Joe Biden, um autoproclamado sionista, que mostrava sinais de envelhecimento e demência, não estava muito interessado em retornar ao JCPOA. Ele permitiu que Netanyahu transformasse Gaza em um campo de extermínio e massacrasse pessoas no Líbano. Ele também deu continuidade à política de Trump de pressão máxima sobre o Irã, impondo cada vez mais sanções e ameaçando, por meio de seus aliados europeus, trazer de volta as sanções impostas pela ONU, usando uma cláusula do JCPOA geralmente chamada de "snapback" ou "mecanismo de gatilho". Ele também esperava que a AIEA construísse um caso mais forte contra o Irã, usando algumas questões de décadas atrás, bem como algumas novas, como atividades relacionadas ao enriquecimento de urânio. Sabendo de tudo isso, os líderes do Irã, em vez de tentar acalmar a situação, continuaram a aumentar o estoque de urânio enriquecido e o nível de enriquecimento. Esse ato insano e perigoso, como argumentei em uma entrevista recente, visava trazer de volta à mesa de negociações um homem com deficiência cognitiva e seus conselheiros, em sua maioria, simpatizantes de Israel. Os líderes iranianos ignoraram o fato de que Netanyahu estava em uma onda de assassinatos na região e em breve atacaria o Irã com sua força muito superior, auxiliada pelos EUA e aliados europeus. Em vez disso, os generais da Guarda Revolucionária Islâmica (IRGC) se gabavam, quase diariamente, de sua destreza e da iminente queda de Israel.
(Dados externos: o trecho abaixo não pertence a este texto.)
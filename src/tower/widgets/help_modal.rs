use ratatui::{
    layout::Rect,
    style::{Color, Modifier, Style},
    text::{Line, Span},
    widgets::{Block, Borders, Clear, Paragraph},
    Frame,
};

pub struct HelpModal {
    visible: bool,
}

impl HelpModal {
    pub fn new() -> Self {
        Self { visible: false }
    }

    pub fn hide(&mut self) {
        self.visible = false;
    }

    pub fn is_visible(&self) -> bool {
        self.visible
    }

    pub fn toggle(&mut self) {
        self.visible = !self.visible;
    }

    pub fn render(&self, frame: &mut Frame, area: Rect) {
        if !self.visible {
            return;
        }

        frame.render_widget(Clear, area);

        let block = Block::default()
            .borders(Borders::ALL)
            .border_style(Style::default().fg(Color::Cyan))
            .title(Span::styled(
                " Help ",
                Style::default()
                    .fg(Color::Cyan)
                    .add_modifier(Modifier::BOLD),
            ));

        let paragraph = Paragraph::new(self.build_help_lines()).block(block);
        frame.render_widget(paragraph, area);
    }

    fn build_help_lines(&self) -> Vec<Line<'static>> {
        vec![
            Self::section_title("Keyboard Shortcuts"),
            Line::from(""),
            Self::subsection_title("Windows"),
            Self::key_line("j / \u{2193}", "Next window"),
            Self::key_line("k / \u{2191}", "Previous window"),
            Self::key_line("Space", "Mark / unmark window"),
            Self::key_line("Esc", "Clear marks"),
            Line::from(""),
            Self::subsection_title("Projects"),
            Self::key_line("Tab / Shift+Tab", "Next / previous project"),
            Self::key_line("Enter / a", "Assign marked (or current) window to project"),
            Self::key_line("u", "Move to Unassigned"),
            Self::key_line("n", "Create project and assign"),
            Self::key_line("c", "Close selected project (asks for notes)"),
            Line::from(""),
            Self::subsection_title("Global"),
            Self::key_line("?", "Toggle this help"),
            Self::key_line("q / Ctrl+C", "Quit"),
            Line::from(""),
            Line::from(vec![
                Span::styled("Enter / Esc / ?", Style::default().fg(Color::Yellow)),
                Span::raw(": Close this help"),
            ]),
        ]
    }

    fn section_title(title: &'static str) -> Line<'static> {
        Line::from(Span::styled(
            title,
            Style::default()
                .fg(Color::Cyan)
                .add_modifier(Modifier::BOLD),
        ))
    }

    fn subsection_title(title: &'static str) -> Line<'static> {
        Line::from(Span::styled(
            format!("━━━ {} ━━━", title),
            Style::default()
                .fg(Color::Cyan)
                .add_modifier(Modifier::BOLD),
        ))
    }

    fn key_line(key: &'static str, description: &'static str) -> Line<'static> {
        Line::from(vec![
            Span::raw("  "),
            Span::styled(format!("{:18}", key), Style::default().fg(Color::Yellow)),
            Span::raw(description),
        ])
    }
}

impl Default for HelpModal {
    fn default() -> Self {
        Self::new()
    }
}
use anyhow::Result;
use std::sync::Arc;

use crate::config::Config;
use crate::engine::{EngineHandle, ReconciliationEngine};
use crate::lifecycle::{GitClient, ProjectLifecycleManager};
use crate::store::{AssignmentStore, ProjectFiles};
use crate::windows::{WindowSource, WmctrlSource};

/// Shared wiring for every subcommand: one store, one set of project files,
/// one window source.
pub struct Services {
    pub config: Config,
    pub store: AssignmentStore,
    pub files: Arc<ProjectFiles>,
    pub source: Arc<dyn WindowSource>,
    pub lifecycle: ProjectLifecycleManager,
}

impl Services {
    pub fn new(config: Config) -> Self {
        let store = AssignmentStore::new();
        let files = Arc::new(ProjectFiles::from_config(&config));
        let source: Arc<dyn WindowSource> = Arc::new(WmctrlSource::new());
        let lifecycle = ProjectLifecycleManager::new(
            store.clone(),
            files.clone(),
            source.clone(),
            Arc::new(GitClient::from_config(&config.vcs)),
            &config,
        );

        Self {
            config,
            store,
            files,
            source,
            lifecycle,
        }
    }

    pub fn handle(&self) -> EngineHandle {
        EngineHandle::new(self.store.clone(), self.files.clone())
    }

    /// Builds an engine with the saved assignments and project folders loaded.
    pub async fn restored_engine(&self) -> Result<ReconciliationEngine> {
        let engine = ReconciliationEngine::new(
            self.source.clone(),
            self.store.clone(),
            self.files.clone(),
            &self.config,
        );
        engine.restore().await?;
        Ok(engine)
    }
}
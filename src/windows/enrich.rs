use anyhow::{Context, Result};
use async_trait::async_trait;
use futures::future::join_all;
use serde::Deserialize;
use std::time::Duration;
use tokio::sync::Mutex;

use crate::config::loader::EnrichmentConfig;
use crate::models::WindowMetadata;

#[derive(Debug, Clone, PartialEq, Eq)]
pub enum Enrichment {
    BrowserUrl(String),
    EditorWorkspace(String),
}

impl Enrichment {
    fn apply(self, window: &mut WindowMetadata) {
        match self {
            Enrichment::BrowserUrl(url) => window.browser_url = Some(url),
            Enrichment::EditorWorkspace(workspace) => window.editor_workspace = Some(workspace),
        }
    }
}

/// Best-effort metadata lookup. Errors are never fatal to the caller.
#[async_trait]
pub trait Enricher: Send + Sync {
    fn name(&self) -> &'static str;

    fn applies_to(&self, window: &WindowMetadata) -> bool;

    /// Called once per cycle before any lookup.
    async fn refresh(&self) -> Result<()> {
        Ok(())
    }

    async fn lookup(&self, window: &WindowMetadata) -> Result<Option<Enrichment>>;
}

pub struct EnrichmentPipeline {
    enrichers: Vec<Box<dyn Enricher>>,
    timeout: Duration,
}

impl EnrichmentPipeline {
    pub fn new(timeout: Duration) -> Self {
        Self {
            enrichers: Vec::new(),
            timeout,
        }
    }

    pub fn from_config(config: &EnrichmentConfig, timeout: Duration) -> Self {
        let pipeline = Self::new(timeout);
        if !config.enabled {
            return pipeline;
        }
        pipeline
            .with(BrowserTabEnricher::new(
                &config.browser_debug_url,
                config.browser_processes.clone(),
            ))
            .with(EditorWorkspaceEnricher::new(config.editor_processes.clone()))
    }

    pub fn with(mut self, enricher: impl Enricher + 'static) -> Self {
        self.enrichers.push(Box::new(enricher));
        self
    }

    pub fn is_empty(&self) -> bool {
        self.enrichers.is_empty()
    }

    /// Fills enrichment fields in place. Slow or failing enrichers leave
    /// fields untouched.
    pub async fn enrich(&self, windows: &mut [WindowMetadata]) {
        let limit = self.timeout;

        let wanted: Vec<&dyn Enricher> = self
            .enrichers
            .iter()
            .map(|e| e.as_ref())
            .filter(|e| windows.iter().any(|w| e.applies_to(w)))
            .collect();

        let refreshed = join_all(wanted.iter().map(|enricher| async move {
            match tokio::time::timeout(limit, enricher.refresh()).await {
                Ok(Ok(())) => true,
                Ok(Err(e)) => {
                    tracing::debug!("Enricher {} unavailable: {:#}", enricher.name(), e);
                    false
                }
                Err(_) => {
                    tracing::debug!("Enricher {} refresh timed out", enricher.name());
                    false
                }
            }
        }))
        .await;

        let ready: Vec<&dyn Enricher> = wanted
            .into_iter()
            .zip(refreshed)
            .filter_map(|(enricher, ok)| ok.then_some(enricher))
            .collect();

        if ready.is_empty() {
            return;
        }

        let lookups = windows.iter().enumerate().flat_map(|(idx, window)| {
            ready
                .iter()
                .copied()
                .filter(move |enricher| enricher.applies_to(window))
                .map(move |enricher| async move {
                    let found = match tokio::time::timeout(limit, enricher.lookup(window)).await {
                        Ok(Ok(found)) => found,
                        Ok(Err(e)) => {
                            tracing::debug!(
                                "Enricher {} failed for {:?}: {:#}",
                                enricher.name(),
                                window.title,
                                e
                            );
                            None
                        }
                        Err(_) => {
                            tracing::debug!(
                                "Enricher {} timed out for {:?}",
                                enricher.name(),
                                window.title
                            );
                            None
                        }
                    };
                    (idx, found)
                })
        });

        let results: Vec<(usize, Option<Enrichment>)> = join_all(lookups).await;

        for (idx, found) in results {
            if let (Some(enrichment), Some(window)) = (found, windows.get_mut(idx)) {
                enrichment.apply(window);
            }
        }
    }
}

fn process_matches(window: &WindowMetadata, processes: &[String]) -> bool {
    let Some(name) = window.process_name.as_deref() else {
        return false;
    };
    let name = name.to_lowercase();
    let name = name.trim_end_matches(".exe");
    processes.iter().any(|p| p.eq_ignore_ascii_case(name))
}

#[derive(Debug, Clone, Deserialize)]
pub struct DevToolsTarget {
    #[serde(rename = "type", default)]
    pub kind: String,
    #[serde(default)]
    pub title: String,
    #[serde(default)]
    pub url: String,
}

/// Browser tab URL lookup through a Chromium remote debugging endpoint.
pub struct BrowserTabEnricher {
    client: reqwest::Client,
    list_url: String,
    processes: Vec<String>,
    targets: Mutex<Vec<DevToolsTarget>>,
}

impl BrowserTabEnricher {
    pub fn new(debug_url: &str, processes: Vec<String>) -> Self {
        Self {
            client: reqwest::Client::new(),
            list_url: format!("{}/json/list", debug_url.trim_end_matches('/')),
            processes,
            targets: Mutex::new(Vec::new()),
        }
    }
}

#[async_trait]
impl Enricher for BrowserTabEnricher {
    fn name(&self) -> &'static str {
        "browser-tab"
    }

    fn applies_to(&self, window: &WindowMetadata) -> bool {
        process_matches(window, &self.processes)
    }

    async fn refresh(&self) -> Result<()> {
        let targets: Vec<DevToolsTarget> = self
            .client
            .get(&self.list_url)
            .send()
            .await
            .context("DevTools endpoint unreachable")?
            .error_for_status()?
            .json()
            .await
            .context("Malformed DevTools target list")?;

        *self.targets.lock().await = targets
            .into_iter()
            .filter(|t| t.kind == "page")
            .collect();
        Ok(())
    }

    async fn lookup(&self, window: &WindowMetadata) -> Result<Option<Enrichment>> {
        let targets = self.targets.lock().await;
        Ok(match_tab(&targets, &window.title).map(Enrichment::BrowserUrl))
    }
}

/// Browsers title their windows "<tab title> - <browser name>"; the best
/// match is the longest tab title the window title starts with.
fn match_tab(targets: &[DevToolsTarget], window_title: &str) -> Option<String> {
    targets
        .iter()
        .filter(|t| !t.title.is_empty() && window_title.starts_with(&t.title))
        .max_by_key(|t| t.title.len())
        .map(|t| t.url.clone())
}

/// Editor workspace lookup derived from the editor's title convention
/// ("<file> - <workspace> - <editor>").
pub struct EditorWorkspaceEnricher {
    processes: Vec<String>,
}

impl EditorWorkspaceEnricher {
    pub fn new(processes: Vec<String>) -> Self {
        Self { processes }
    }
}

#[async_trait]
impl Enricher for EditorWorkspaceEnricher {
    fn name(&self) -> &'static str {
        "editor-workspace"
    }

    fn applies_to(&self, window: &WindowMetadata) -> bool {
        process_matches(window, &self.processes)
    }

    async fn lookup(&self, window: &WindowMetadata) -> Result<Option<Enrichment>> {
        Ok(parse_editor_workspace(&window.title).map(Enrichment::EditorWorkspace))
    }
}

const EDITOR_SUFFIXES: &[&str] = &["Visual Studio Code", "VSCodium", "Cursor", "Code - OSS"];

fn parse_editor_workspace(title: &str) -> Option<String> {
    let title = title.trim_start_matches('●').trim();
    let parts = split_title(title);
    let (last, rest) = parts.split_last()?;
    if !EDITOR_SUFFIXES.iter().any(|suffix| last.eq_ignore_ascii_case(suffix)) {
        return None;
    }
    rest.last().map(|workspace| workspace.to_string())
}

fn split_title(title: &str) -> Vec<&str> {
    title
        .split(" - ")
        .flat_map(|part| part.split(" \u{2014} "))
        .map(str::trim)
        .filter(|s| !s.is_empty())
        .collect()
}

#[cfg(test)]
mod tests {
    use super::*;

    struct StaticEnricher {
        fail_refresh: bool,
        delay: Duration,
    }

    #[async_trait]
    impl Enricher for StaticEnricher {
        fn name(&self) -> &'static str {
            "static"
        }

        fn applies_to(&self, window: &WindowMetadata) -> bool {
            window.process_name.as_deref() == Some("chrome")
        }

        async fn refresh(&self) -> Result<()> {
            if self.fail_refresh {
                anyhow::bail!("bridge down");
            }
            Ok(())
        }

        async fn lookup(&self, window: &WindowMetadata) -> Result<Option<Enrichment>> {
            tokio::time::sleep(self.delay).await;
            Ok(Some(Enrichment::BrowserUrl(format!(
                "https://example.test/{}",
                window.title
            ))))
        }
    }

    fn target(title: &str, url: &str) -> DevToolsTarget {
        DevToolsTarget {
            kind: "page".to_string(),
            title: title.to_string(),
            url: url.to_string(),
        }
    }

    #[tokio::test]
    async fn pipeline_applies_results_to_matching_windows() {
        let pipeline = EnrichmentPipeline::new(Duration::from_millis(200)).with(StaticEnricher {
            fail_refresh: false,
            delay: Duration::ZERO,
        });
        let mut windows = vec![
            WindowMetadata::titled("docs").with_process("chrome"),
            WindowMetadata::titled("shell").with_process("bash"),
        ];

        pipeline.enrich(&mut windows).await;

        assert_eq!(
            windows[0].browser_url.as_deref(),
            Some("https://example.test/docs")
        );
        assert!(windows[1].browser_url.is_none());
    }

    #[tokio::test]
    async fn pipeline_slow_lookup_leaves_field_empty() {
        let pipeline = EnrichmentPipeline::new(Duration::from_millis(20)).with(StaticEnricher {
            fail_refresh: false,
            delay: Duration::from_secs(5),
        });
        let mut windows = vec![WindowMetadata::titled("docs").with_process("chrome")];

        pipeline.enrich(&mut windows).await;

        assert!(
            windows[0].browser_url.is_none(),
            "enrich: timed out lookups must degrade to empty"
        );
    }

    #[tokio::test]
    async fn pipeline_unreachable_bridge_leaves_field_empty() {
        let pipeline = EnrichmentPipeline::new(Duration::from_millis(200)).with(StaticEnricher {
            fail_refresh: true,
            delay: Duration::ZERO,
        });
        let mut windows = vec![WindowMetadata::titled("docs").with_process("chrome")];

        pipeline.enrich(&mut windows).await;

        assert!(windows[0].browser_url.is_none());
    }

    #[tokio::test]
    async fn browser_enricher_unreachable_endpoint_errors_on_refresh() {
        let enricher = BrowserTabEnricher::new("http://127.0.0.1:9", vec!["chrome".to_string()]);
        assert!(enricher.refresh().await.is_err());
    }

    #[test]
    fn match_tab_prefers_longest_prefix() {
        let targets = vec![
            target("Docs", "https://a.test"),
            target("Docs - Rust", "https://b.test"),
        ];
        assert_eq!(
            match_tab(&targets, "Docs - Rust - Google Chrome").as_deref(),
            Some("https://b.test")
        );
        assert_eq!(match_tab(&targets, "Inbox - Google Chrome"), None);
    }

    #[test]
    fn match_tab_ignores_untitled_targets() {
        let targets = vec![target("", "about:blank")];
        assert_eq!(match_tab(&targets, "anything"), None);
    }

    #[test]
    fn parse_editor_workspace_reads_middle_segment() {
        assert_eq!(
            parse_editor_workspace("app.py - wintrack - Visual Studio Code").as_deref(),
            Some("wintrack")
        );
        assert_eq!(
            parse_editor_workspace("wintrack - Cursor").as_deref(),
            Some("wintrack")
        );
    }

    #[test]
    fn parse_editor_workspace_handles_em_dash_and_dirty_marker() {
        assert_eq!(
            parse_editor_workspace("● main.rs \u{2014} wintrack \u{2014} Visual Studio Code")
                .as_deref(),
            Some("wintrack")
        );
    }

    #[test]
    fn parse_editor_workspace_requires_editor_suffix() {
        assert_eq!(parse_editor_workspace("Inbox - Mail"), None);
        assert_eq!(parse_editor_workspace("Visual Studio Code"), None);
    }

    #[test]
    fn process_matches_is_case_insensitive_and_strips_exe() {
        let processes = vec!["code".to_string()];
        assert!(process_matches(
            &WindowMetadata::titled("x").with_process("Code.exe"),
            &processes
        ));
        assert!(!process_matches(&WindowMetadata::titled("x"), &processes));
    }
}
pub mod assignment;
pub mod persistence;

pub use assignment::{AssignmentStore, StoreError, StoreSnapshot};
pub use persistence::ProjectFiles;
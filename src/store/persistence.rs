use anyhow::{Context, Result};
use regex::Regex;
use serde::de::DeserializeOwned;
use serde::Serialize;
use std::collections::{BTreeMap, BTreeSet};
use std::path::{Path, PathBuf};
use std::sync::OnceLock;
use tokio::fs;
use tokio::sync::Mutex;

use super::assignment::StoreSnapshot;
use crate::config::Config;
use crate::models::{CloseMarker, ProjectName, WindowKey, WindowMetadata};

const CURRENT_FILE: &str = "current_programs.json";
const SAVED_STATES_DIR: &str = "Savedstates";
const LAST_STATE_DIR: &str = "LastState";
const STATE_FILE: &str = "state";
const NOTES_FILE: &str = "closing_notes";
const MARKER_FILE: &str = ".closing.json";

/// Result of rotating a project's snapshot history.
#[derive(Debug, Clone, Default, PartialEq, Eq)]
pub struct RotationOutcome {
    /// Number assigned to the archived copy of the previous LastState.
    pub archived: Option<u32>,
    pub last_state_updated: bool,
}

/// What the last `persist` call left on disk.
#[derive(Debug, Default)]
struct WriteState {
    revision: Option<u64>,
    /// Projects whose current-state file was last written with live windows.
    populated: BTreeSet<ProjectName>,
}

/// On-disk layout under the projects directory.
pub struct ProjectFiles {
    root: PathBuf,
    assignments_file: String,
    written: Mutex<WriteState>,
}

impl ProjectFiles {
    pub fn new(root: PathBuf, assignments_file: impl Into<String>) -> Self {
        Self {
            root,
            assignments_file: assignments_file.into(),
            written: Mutex::new(WriteState::default()),
        }
    }

    pub fn from_config(config: &Config) -> Self {
        Self::new(config.projects_path.clone(), config.assignments_file.clone())
    }

    pub fn assignments_path(&self) -> PathBuf {
        self.root.join(&self.assignments_file)
    }

    pub fn project_dir(&self, project: &ProjectName) -> PathBuf {
        self.root.join(project.as_str())
    }

    pub fn current_path(&self, project: &ProjectName) -> PathBuf {
        self.project_dir(project).join(CURRENT_FILE)
    }

    fn saved_states_dir(&self, project: &ProjectName) -> PathBuf {
        self.project_dir(project).join(SAVED_STATES_DIR)
    }

    pub fn last_state_path(&self, project: &ProjectName) -> PathBuf {
        self.saved_states_dir(project)
            .join(LAST_STATE_DIR)
            .join(STATE_FILE)
    }

    pub fn snapshot_path(&self, project: &ProjectName, id: u32) -> PathBuf {
        self.saved_states_dir(project)
            .join(format!("{STATE_FILE}{id}"))
    }

    pub fn notes_path(&self, project: &ProjectName) -> PathBuf {
        self.project_dir(project).join(NOTES_FILE)
    }

    fn marker_path(&self, project: &ProjectName) -> PathBuf {
        self.project_dir(project).join(MARKER_FILE)
    }

    pub async fn load_assignments(&self) -> Result<BTreeMap<WindowKey, ProjectName>> {
        let raw: BTreeMap<String, String> = match read_json(&self.assignments_path()).await? {
            Some(raw) => raw,
            None => return Ok(BTreeMap::new()),
        };

        let mut assignments = BTreeMap::new();
        for (key, project) in raw {
            match ProjectName::parse(&project) {
                Ok(project) => {
                    assignments.insert(WindowKey::from(key.as_str()), project);
                }
                Err(e) => tracing::warn!("Ignoring assignment of {:?}: {}", key, e),
            }
        }
        Ok(assignments)
    }

    pub async fn write_assignments(
        &self,
        assignments: &BTreeMap<WindowKey, ProjectName>,
    ) -> Result<()> {
        write_json_atomic(&self.assignments_path(), assignments).await
    }

    pub async fn read_project_record(
        &self,
        project: &ProjectName,
    ) -> Result<Option<BTreeMap<WindowKey, WindowMetadata>>> {
        read_json(&self.current_path(project)).await
    }

    pub async fn write_project_record(
        &self,
        project: &ProjectName,
        record: &BTreeMap<WindowKey, WindowMetadata>,
    ) -> Result<()> {
        write_json_atomic(&self.current_path(project), record).await
    }

    /// Writes the assignment file and every project's current-state file.
    ///
    /// A project whose last live window left since the previous write gets an
    /// empty record. Records of projects not populated by this process are
    /// left as they are. Snapshots older than the last one written are
    /// skipped. Per-project failures don't stop the remaining writes.
    pub async fn persist(&self, snapshot: &StoreSnapshot) -> Result<()> {
        let mut written = self.written.lock().await;
        if written.revision.is_some_and(|rev| rev > snapshot.revision) {
            tracing::debug!(
                "Skipping stale snapshot revision {} (last written {:?})",
                snapshot.revision,
                written.revision
            );
            return Ok(());
        }

        let mut failures = 0usize;
        if let Err(e) = self.write_assignments(&snapshot.assignments).await {
            tracing::warn!("Failed to write assignments: {:#}", e);
            failures += 1;
        }

        let mut groups = snapshot.groups();
        groups.remove(&ProjectName::unassigned());

        let emptied: Vec<ProjectName> = written
            .populated
            .iter()
            .filter(|project| !groups.contains_key(*project))
            .cloned()
            .collect();
        for project in emptied {
            match self.write_project_record(&project, &BTreeMap::new()).await {
                Ok(()) => {
                    written.populated.remove(&project);
                }
                Err(e) => {
                    tracing::warn!("Failed to clear state for {}: {:#}", project, e);
                    failures += 1;
                }
            }
        }

        for (project, record) in groups {
            match self.write_project_record(&project, &record).await {
                Ok(()) => {
                    written.populated.insert(project);
                }
                Err(e) => {
                    tracing::warn!("Failed to write state for {}: {:#}", project, e);
                    failures += 1;
                }
            }
        }

        written.revision = Some(snapshot.revision);
        if failures > 0 {
            anyhow::bail!("{} persistence write(s) failed", failures);
        }
        Ok(())
    }

    pub async fn list_snapshot_ids(&self, project: &ProjectName) -> Result<Vec<u32>> {
        let dir = self.saved_states_dir(project);
        let mut ids = Vec::new();
        if !dir.exists() {
            return Ok(ids);
        }

        let mut entries = fs::read_dir(&dir)
            .await
            .with_context(|| format!("Failed to list {:?}", dir))?;
        while let Some(entry) = entries.next_entry().await? {
            if let Some(id) = entry.file_name().to_str().and_then(parse_snapshot_id) {
                ids.push(id);
            }
        }
        ids.sort_unstable();
        Ok(ids)
    }

    /// Archives LastState as `state{max+1}`, then copies the current-state
    /// file over LastState. Missing sources skip their copy.
    pub async fn rotate_snapshots(&self, project: &ProjectName) -> Result<RotationOutcome> {
        let next = self
            .list_snapshot_ids(project)
            .await?
            .last()
            .map_or(1, |max| max + 1);

        let last_state = self.last_state_path(project);
        let archived = copy_atomic(&last_state, &self.snapshot_path(project, next))
            .await?
            .then_some(next);
        let last_state_updated = copy_atomic(&self.current_path(project), &last_state).await?;

        Ok(RotationOutcome {
            archived,
            last_state_updated,
        })
    }

    pub async fn write_notes(&self, project: &ProjectName, notes: &str) -> Result<()> {
        write_atomic(&self.notes_path(project), notes.as_bytes()).await
    }

    pub async fn write_marker(&self, marker: &CloseMarker) -> Result<()> {
        write_json_atomic(&self.marker_path(&marker.project), marker).await
    }

    pub async fn read_marker(&self, project: &ProjectName) -> Result<Option<CloseMarker>> {
        read_json(&self.marker_path(project)).await
    }

    pub async fn clear_marker(&self, project: &ProjectName) -> Result<()> {
        match fs::remove_file(self.marker_path(project)).await {
            Ok(()) => Ok(()),
            Err(e) if e.kind() == std::io::ErrorKind::NotFound => Ok(()),
            Err(e) => Err(e).context("Failed to remove close marker"),
        }
    }

    pub async fn list_markers(&self) -> Result<Vec<CloseMarker>> {
        let mut markers = Vec::new();
        for project in self.list_projects().await? {
            match self.read_marker(&project).await {
                Ok(Some(marker)) => markers.push(marker),
                Ok(None) => {}
                Err(e) => tracing::warn!("Unreadable close marker for {}: {:#}", project, e),
            }
        }
        Ok(markers)
    }

    /// Project folders under the root, hidden folders and invalid names excluded.
    pub async fn list_projects(&self) -> Result<Vec<ProjectName>> {
        let mut projects = Vec::new();
        if !self.root.exists() {
            return Ok(projects);
        }

        let mut entries = fs::read_dir(&self.root)
            .await
            .with_context(|| format!("Failed to list {:?}", self.root))?;
        while let Some(entry) = entries.next_entry().await? {
            if !entry.file_type().await?.is_dir() {
                continue;
            }
            let Some(name) = entry.file_name().to_str().map(str::to_string) else {
                continue;
            };
            if let Ok(project) = ProjectName::parse(&name) {
                if !project.is_unassigned() && project.as_str() == name {
                    projects.push(project);
                }
            }
        }
        projects.sort();
        Ok(projects)
    }
}

fn snapshot_id_pattern() -> &'static Regex {
    static PATTERN: OnceLock<Regex> = OnceLock::new();
    PATTERN.get_or_init(|| Regex::new(r"^state(\d+)$").expect("snapshot pattern is valid"))
}

fn parse_snapshot_id(name: &str) -> Option<u32> {
    snapshot_id_pattern()
        .captures(name)
        .and_then(|caps| caps[1].parse().ok())
}

async fn read_json<T: DeserializeOwned>(path: &Path) -> Result<Option<T>> {
    let content = match fs::read_to_string(path).await {
        Ok(content) => content,
        Err(e) if e.kind() == std::io::ErrorKind::NotFound => return Ok(None),
        Err(e) => return Err(e).with_context(|| format!("Failed to read {:?}", path)),
    };
    let value = serde_json::from_str(&content)
        .with_context(|| format!("Failed to parse {:?}", path))?;
    Ok(Some(value))
}

async fn write_json_atomic<T: Serialize + ?Sized>(path: &Path, value: &T) -> Result<()> {
    let content = serde_json::to_string_pretty(value)?;
    write_atomic(path, content.as_bytes()).await
}

/// Writes to a hidden sibling first and renames it into place.
async fn write_atomic(path: &Path, content: &[u8]) -> Result<()> {
    let parent = path
        .parent()
        .with_context(|| format!("{:?} has no parent directory", path))?;
    fs::create_dir_all(parent)
        .await
        .with_context(|| format!("Failed to create {:?}", parent))?;

    let file_name = path
        .file_name()
        .and_then(|n| n.to_str())
        .with_context(|| format!("{:?} has no file name", path))?;
    let tmp = parent.join(format!(".{file_name}.tmp"));

    fs::write(&tmp, content)
        .await
        .with_context(|| format!("Failed to write {:?}", tmp))?;
    fs::rename(&tmp, path)
        .await
        .with_context(|| format!("Failed to move {:?} into place", path))?;
    Ok(())
}

/// Returns false when the source does not exist.
async fn copy_atomic(from: &Path, to: &Path) -> Result<bool> {
    let content = match fs::read(from).await {
        Ok(content) => content,
        Err(e) if e.kind() == std::io::ErrorKind::NotFound => return Ok(false),
        Err(e) => return Err(e).with_context(|| format!("Failed to read {:?}", from)),
    };
    write_atomic(to, &content).await?;
    Ok(true)
}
Em abril de 2024, Israel atacou a embaixada iraniana em Damasco, matando os principais comandantes iranianos e vários oficiais. Poucos dias depois, o IRGC lançou drones e mísseis contra Israel, a maioria dos quais foi interceptada por Israel, os EUA, países europeus e aliados regionais de Israel. Logo depois, Israel atacou o Irã, destruindo alguns sistemas antiaéreos que protegiam instalações nucleares. Em julho de 2024, Israel assassinou um dos líderes políticos do Hamas, Ismail Haniyeh, em uma casa de hóspedes em Teerã administrada pelo IRGC (cujos detalhes permanecem obscuros até hoje). O IRGC não fez nada além das declarações bombásticas de sempre. Em setembro de 2024, Israel feriu o embaixador do Irã no Líbano no infame e diabólico ataque de pager ao aliado do Irã, o Hezbollah. Posteriormente, Israel matou o líder do Hezbollah, Hassan Nasrallah, em um ataque aéreo perto de Beirute. Em retaliação, em outubro de 2024, o Irã lançou drones e mísseis balísticos contra Israel, a maioria dos quais foi novamente interceptada. Israel respondeu atacando e destruindo os sistemas de defesa aérea iranianos no final de outubro. O Irã prometeu retaliação, mas ela nunca se concretizou. A essa altura, o IRGC sabia do que Israel era capaz e que o Irã não tinha defesas aéreas. Mesmo assim, eles continuaram com sua retórica pomposa. A quantidade de urânio enriquecido, particularmente o altamente enriquecido, também aumentou. O cenário estava pronto para um ataque em grande escala ao Irã por Israel e seus aliados.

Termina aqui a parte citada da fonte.